Synthesis & Functionalization of Hybrid Plasmon-Semiconductor Nanoparticles for Cancer Phototherapy

Clinical modality based on light activation and photosensitizers, phototherapy, has been recognized as a novel alternative for cancer therapy owning to its high selectivity, safety and compatibility with other tumor ablation modalities. However, key challenges such as low light penetration, low generation rate of reactive oxygen species (ROS) for photodynamic therapy (PDT) or of heat for photothermal therapy (PTT), along with poor distribution specificity of photosensitizers have restricted its widespread clinical use, which requires rational design and improvement on photosensitizers. Herein we propose a strategy that combines plasmonic gold nanorods (AuNR), which can efficiently generate hot electrons under laser irradiation thanks to its localized surface plasmon resonance, with semiconductor materials such as TiO₂. The generated hot electrons can be injected into the conduction band of TiO₂ and eventually produce ROS (Hydroxyl radicals), radicals that will lead to cell apoptosis.
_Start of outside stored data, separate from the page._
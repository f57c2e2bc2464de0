//! 数据目录布局 profile 与主机探测
//!
//! 部署环境的目录布局各不相同：标准布局以 class 为首层目录，
//! 开发机上的数据没有 class 层。布局由主机名选出，主机名通过 `HostProbe` 注入，
//! 测试时可替换为固定值。

/// 标准布局：class/type/年/月/日/文件
pub const STANDARD_TEMPLATE: &str =
    "/${sclass}/${stype}/${year}/${month}/${day}/${stype}-${sensor}_${year}${month}${day}.${hour}";

/// 开发机布局：无 class 层
pub const DEV_TEMPLATE: &str =
    "/${stype}/${year}/${month}/${day}/${stype}-${sensor}_${year}${month}${day}.${hour}";

/// 默认被识别为开发机的主机名
pub const DEFAULT_DEV_HOSTS: [&str; 1] = ["ub1404"];

/// 目录布局
#[derive(Debug, Clone, Copy, PartialEq, Eq)]
pub enum Profile {
    Standard,
    Dev,
}

impl Profile {
    pub fn template(self) -> &'static str {
        match self {
            Profile::Standard => STANDARD_TEMPLATE,
            Profile::Dev => DEV_TEMPLATE,
        }
    }

    pub fn name(self) -> &'static str {
        match self {
            Profile::Standard => "standard",
            Profile::Dev => "dev",
        }
    }

    pub fn from_name(name: &str) -> Option<Profile> {
        match name {
            "standard" => Some(Profile::Standard),
            "dev" => Some(Profile::Dev),
            _ => None,
        }
    }

    /// 主机名命中 `dev_hosts` 则为 Dev，否则（包括取不到主机名）为 Standard
    pub fn detect(probe: &dyn HostProbe, dev_hosts: &[String]) -> Profile {
        match probe.hostname() {
            Some(host) if dev_hosts.iter().any(|h| *h == host) => Profile::Dev,
            _ => Profile::Standard,
        }
    }
}

/// 主机信息探测
pub trait HostProbe {
    fn hostname(&self) -> Option<String>;
}

/// 读取真实主机名
#[derive(Debug, Default, Clone, Copy)]
pub struct SystemHost;

impl HostProbe for SystemHost {
    fn hostname(&self) -> Option<String> {
        gethostname::gethostname().into_string().ok()
    }
}

/// 固定主机名（测试 / 显式注入用）
#[derive(Debug, Clone)]
pub struct FixedHost(pub Option<String>);

impl HostProbe for FixedHost {
    fn hostname(&self) -> Option<String> {
        self.0.clone()
    }
}

#[cfg(test)]
mod tests {
    use super::*;

    fn dev_hosts() -> Vec<String> {
        DEFAULT_DEV_HOSTS.iter().map(|h| h.to_string()).collect()
    }

    #[test]
    fn dev_host_selects_dev_layout() {
        let probe = FixedHost(Some("ub1404".into()));
        assert_eq!(Profile::detect(&probe, &dev_hosts()), Profile::Dev);
    }

    #[test]
    fn other_or_unknown_host_selects_standard_layout() {
        assert_eq!(Profile::detect(&FixedHost(Some("sensor-gw".into())), &dev_hosts()), Profile::Standard);
        assert_eq!(Profile::detect(&FixedHost(None), &dev_hosts()), Profile::Standard);
    }

    #[test]
    fn dev_layout_has_no_class_level() {
        assert!(!Profile::Dev.template().contains("${sclass}"));
        assert!(Profile::Standard.template().starts_with("/${sclass}/"));
    }

    #[test]
    fn names_round_trip() {
        for p in [Profile::Standard, Profile::Dev] {
            assert_eq!(Profile::from_name(p.name()), Some(p));
        }
        assert_eq!(Profile::from_name("prod"), None);
    }
}
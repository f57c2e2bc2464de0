//! 错误类型：配置错误 / 模板错误（均为致命错误，检查开始前抛出）
use std::path::PathBuf;
use thiserror::Error;

use crate::template::Field;

/// 命令行输入或运行环境前置条件不满足
#[derive(Debug, Error)]
pub enum ConfigError {
    #[error("Silk data dir '{}' does not exist", .0.display())]
    DataDirMissing(PathBuf),

    #[error("Silk Class argument required. See -h")]
    ClassRequired,

    #[error("Offset hours must be an integer between 1-100")]
    InvalidOffset,

    #[error("Sensor file path required. See -h")]
    SensorFileRequired,

    #[error("Sensor file path provided is not a file: {}", .0.display())]
    SensorFileNotFile(PathBuf),

    #[error("Failed to read sensor file {}", path.display())]
    SensorFileRead {
        path: PathBuf,
        #[source]
        source: std::io::Error,
    },

    #[error("Failed to read config file {}", path.display())]
    ConfigFileRead {
        path: PathBuf,
        #[source]
        source: std::io::Error,
    },

    #[error("Invalid config file {}", path.display())]
    ConfigFileParse {
        path: PathBuf,
        #[source]
        source: toml::de::Error,
    },
}

/// 路径模板本身有误，或模板字段缺少取值
#[derive(Debug, Error, PartialEq, Eq)]
pub enum TemplateError {
    #[error(
        "Unknown placeholder '{name}' in path template (expected one of: sclass, stype, year, month, day, sensor, hour)"
    )]
    UnknownPlaceholder { name: String },

    #[error("Invalid placeholder at byte {offset} in path template")]
    InvalidPlaceholder { offset: usize },

    #[error("Path template field '{0}' has no value")]
    EmptyField(Field),
}

/// 解析配置阶段的统一错误
#[derive(Debug, Error)]
pub enum Error {
    #[error(transparent)]
    Config(#[from] ConfigError),
    #[error(transparent)]
    Template(#[from] TemplateError),
}
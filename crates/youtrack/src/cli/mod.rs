//! CLI argument parsing and command dispatch.
//!
//! This module provides the command-line interface for `yt` using clap's derive API.
//! Each command has its own argument struct with validation and helpful error messages.
//!
//! # Commands
//!
//! - `list`, `show`, `create`, `update`, `delete`: issue lifecycle
//! - `command`: apply a raw YouTrack command
//! - `tag`, `comment`, `link`, `worklog`, `attachment`: issue sub-resources
//! - `project`, `user`: directory lookups
//! - `config`: write and inspect the config file
//!
//! # Global Flags
//!
//! - `--json`: Output in JSON format (applies to all commands)
//! - `--url`, `--token`, `--project`, `--config`: override configured settings
//!
//! # Example
//!
//! ```bash
//! yt config init --url https://example.youtrack.cloud --token perm:xxx --project DEMO
//! yt list --query "#Unresolved for: me"
//! yt create --summary "Fix login" --type Bug --priority Major
//! yt update DEMO-42 --state "In Progress" --assignee me
//! yt worklog add DEMO-42 "1h 30m" --text "Investigation"
//! ```

mod args;
mod execute;
mod validators;

use anyhow::Result;
use clap::{Parser, Subcommand};
use std::path::PathBuf;

// Re-export argument structs
pub use args::{
    AttachmentAction, AttachmentArgs, CommandArgs, CommentAction, CommentArgs, ConfigAction,
    ConfigArgs, CreateArgs, DeleteArgs, FieldArgs, LinkAction, LinkArgs, ListArgs, ProjectAction,
    ProjectArgs, ShowArgs, TagAction, TagArgs, UpdateArgs, UserAction, UserArgs, WorklogAction,
    WorklogArgs,
};

// Re-export validators for external use
pub use validators::{
    validate_date, validate_duration, validate_issue_id, validate_link_verb, validate_non_empty,
    validate_summary,
};

use crate::app::App;
use crate::config::Overrides;
use crate::output::OutputMode;

/// yt - command-line client for YouTrack
///
/// Lists, creates and updates issues, and manages comments, tags, links,
/// worklogs and attachments over the YouTrack REST API. Settings come from
/// flags, then `YOUTRACK_*` environment variables, then the config file.
#[derive(Parser, Debug)]
#[command(name = "yt")]
#[command(author, version, about, long_about = None)]
#[command(propagate_version = true)]
pub struct Cli {
    /// Output in JSON format for programmatic use
    #[arg(long, global = true)]
    pub json: bool,

    /// YouTrack server URL (overrides `YOUTRACK_URL` and the config file)
    #[arg(long, global = true)]
    pub url: Option<String>,

    /// Permanent token (overrides `YOUTRACK_TOKEN` and the config file)
    #[arg(long, global = true)]
    pub token: Option<String>,

    /// Project short name: filters `list`, targets `create`
    #[arg(long, global = true)]
    pub project: Option<String>,

    /// Config file to use instead of the default location
    #[arg(long, global = true, value_name = "PATH")]
    pub config: Option<PathBuf>,

    /// Subcommand to execute
    #[command(subcommand)]
    pub command: Option<Commands>,
}

/// Available commands
#[derive(Subcommand, Debug, Clone)]
pub enum Commands {
    /// List issues matching a search query
    ///
    /// Uses YouTrack query syntax. `--project` restricts the search to one
    /// project.
    List(ListArgs),

    /// Show detailed information about an issue
    Show(ShowArgs),

    /// Create a new issue
    ///
    /// The project comes from `--project` or the configured default project.
    /// Custom fields are applied right after creation.
    Create(CreateArgs),

    /// Update an existing issue
    ///
    /// Only provided fields are changed. At least one field is required.
    Update(UpdateArgs),

    /// Delete an issue permanently
    ///
    /// This cannot be undone, so `--force` is required.
    Delete(DeleteArgs),

    /// Apply a YouTrack command to an issue
    Command(CommandArgs),

    /// Manage issue tags
    Tag(TagArgs),

    /// Add or list comments
    Comment(CommentArgs),

    /// Add or list issue links
    Link(LinkArgs),

    /// Log or list spent time
    Worklog(WorklogArgs),

    /// Upload or list attachments
    Attachment(AttachmentArgs),

    /// List or show projects
    Project(ProjectArgs),

    /// List or show users
    User(UserArgs),

    /// Manage the config file
    Config(ConfigArgs),
}

impl Cli {
    /// Parse CLI arguments from command line
    pub fn parse_args() -> Self {
        <Self as Parser>::parse()
    }

    /// Parse CLI arguments from an iterator (for testing)
    pub fn try_parse_from<I, T>(iter: I) -> std::result::Result<Self, clap::Error>
    where
        I: IntoIterator<Item = T>,
        T: Into<std::ffi::OsString> + Clone,
    {
        <Self as Parser>::try_parse_from(iter)
    }

    /// Settings supplied on the command line.
    pub fn overrides(&self) -> Overrides {
        Overrides {
            url: self.url.clone(),
            token: self.token.clone(),
            project: self.project.clone(),
            config: self.config.clone(),
        }
    }

    fn output_mode(&self) -> OutputMode {
        if self.json {
            OutputMode::Json
        } else {
            OutputMode::Text
        }
    }

    /// Execute the CLI command
    pub async fn execute(&self) -> Result<()> {
        match &self.command {
            Some(Commands::Config(args)) => {
                execute::execute_config(args, &self.overrides(), self.output_mode()).await
            }
            Some(_) => {
                let app = App::connect(&self.overrides()).await?;
                self.run(&app).await
            }
            None => {
                println!("yt - YouTrack command-line client");
                println!("Use --help for more information");
                Ok(())
            }
        }
    }

    /// Execute the command against an existing app.
    ///
    /// `config` commands do not need a connection and are rejected here.
    pub async fn run(&self, app: &App) -> Result<()> {
        let mode = self.output_mode();
        let project = self.project.as_deref();

        match &self.command {
            Some(Commands::List(args)) => execute::execute_list(app, args, project, mode).await,
            Some(Commands::Show(args)) => execute::execute_show(app, args, mode).await,
            Some(Commands::Create(args)) => {
                execute::execute_create(app, args, project, mode).await
            }
            Some(Commands::Update(args)) => execute::execute_update(app, args, mode).await,
            Some(Commands::Delete(args)) => execute::execute_delete(app, args, mode).await,
            Some(Commands::Command(args)) => execute::execute_command(app, args, mode).await,
            Some(Commands::Tag(args)) => execute::execute_tag(app, args, mode).await,
            Some(Commands::Comment(args)) => execute::execute_comment(app, args, mode).await,
            Some(Commands::Link(args)) => execute::execute_link(app, args, mode).await,
            Some(Commands::Worklog(args)) => execute::execute_worklog(app, args, mode).await,
            Some(Commands::Attachment(args)) => {
                execute::execute_attachment(app, args, mode).await
            }
            Some(Commands::Project(args)) => execute::execute_project(app, args, mode).await,
            Some(Commands::User(args)) => execute::execute_user(app, args, mode).await,
            Some(Commands::Config(_)) => {
                anyhow::bail!("config commands run without a server connection")
            }
            None => Ok(()),
        }
    }
}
By controlling the aspect ratio of AuNR, the longitudinal absorption of AuNR can be tuned from 700 to 1000 nm, a region where light gets an optimal penetration into the tissue. We characterized the production of hydroxyl radicals by AuNR/TiO₂ nanoparticles under continuous wave or pulsed irradiation at 800 nm by measuring the degradation rate of methylene blue. Then we designed surface polymeric ligands based on polyethylene glycol to ensure the colloidal stability of these hybrid AuNR/TiO₂ nanoparticles in a physiological environment. Finally, these functionalized AuNR/TiO₂ nanoparticles were incubated with HeLa cells. We demonstrated that irradiation of these nanoparticles by a continuous 808 nm laser was effective to produce ROS and kill cancer cells, while incubation with nanoparticles in the absence of irradiation or irradiation in the absence of the nanoparticles did not modify the cell viability.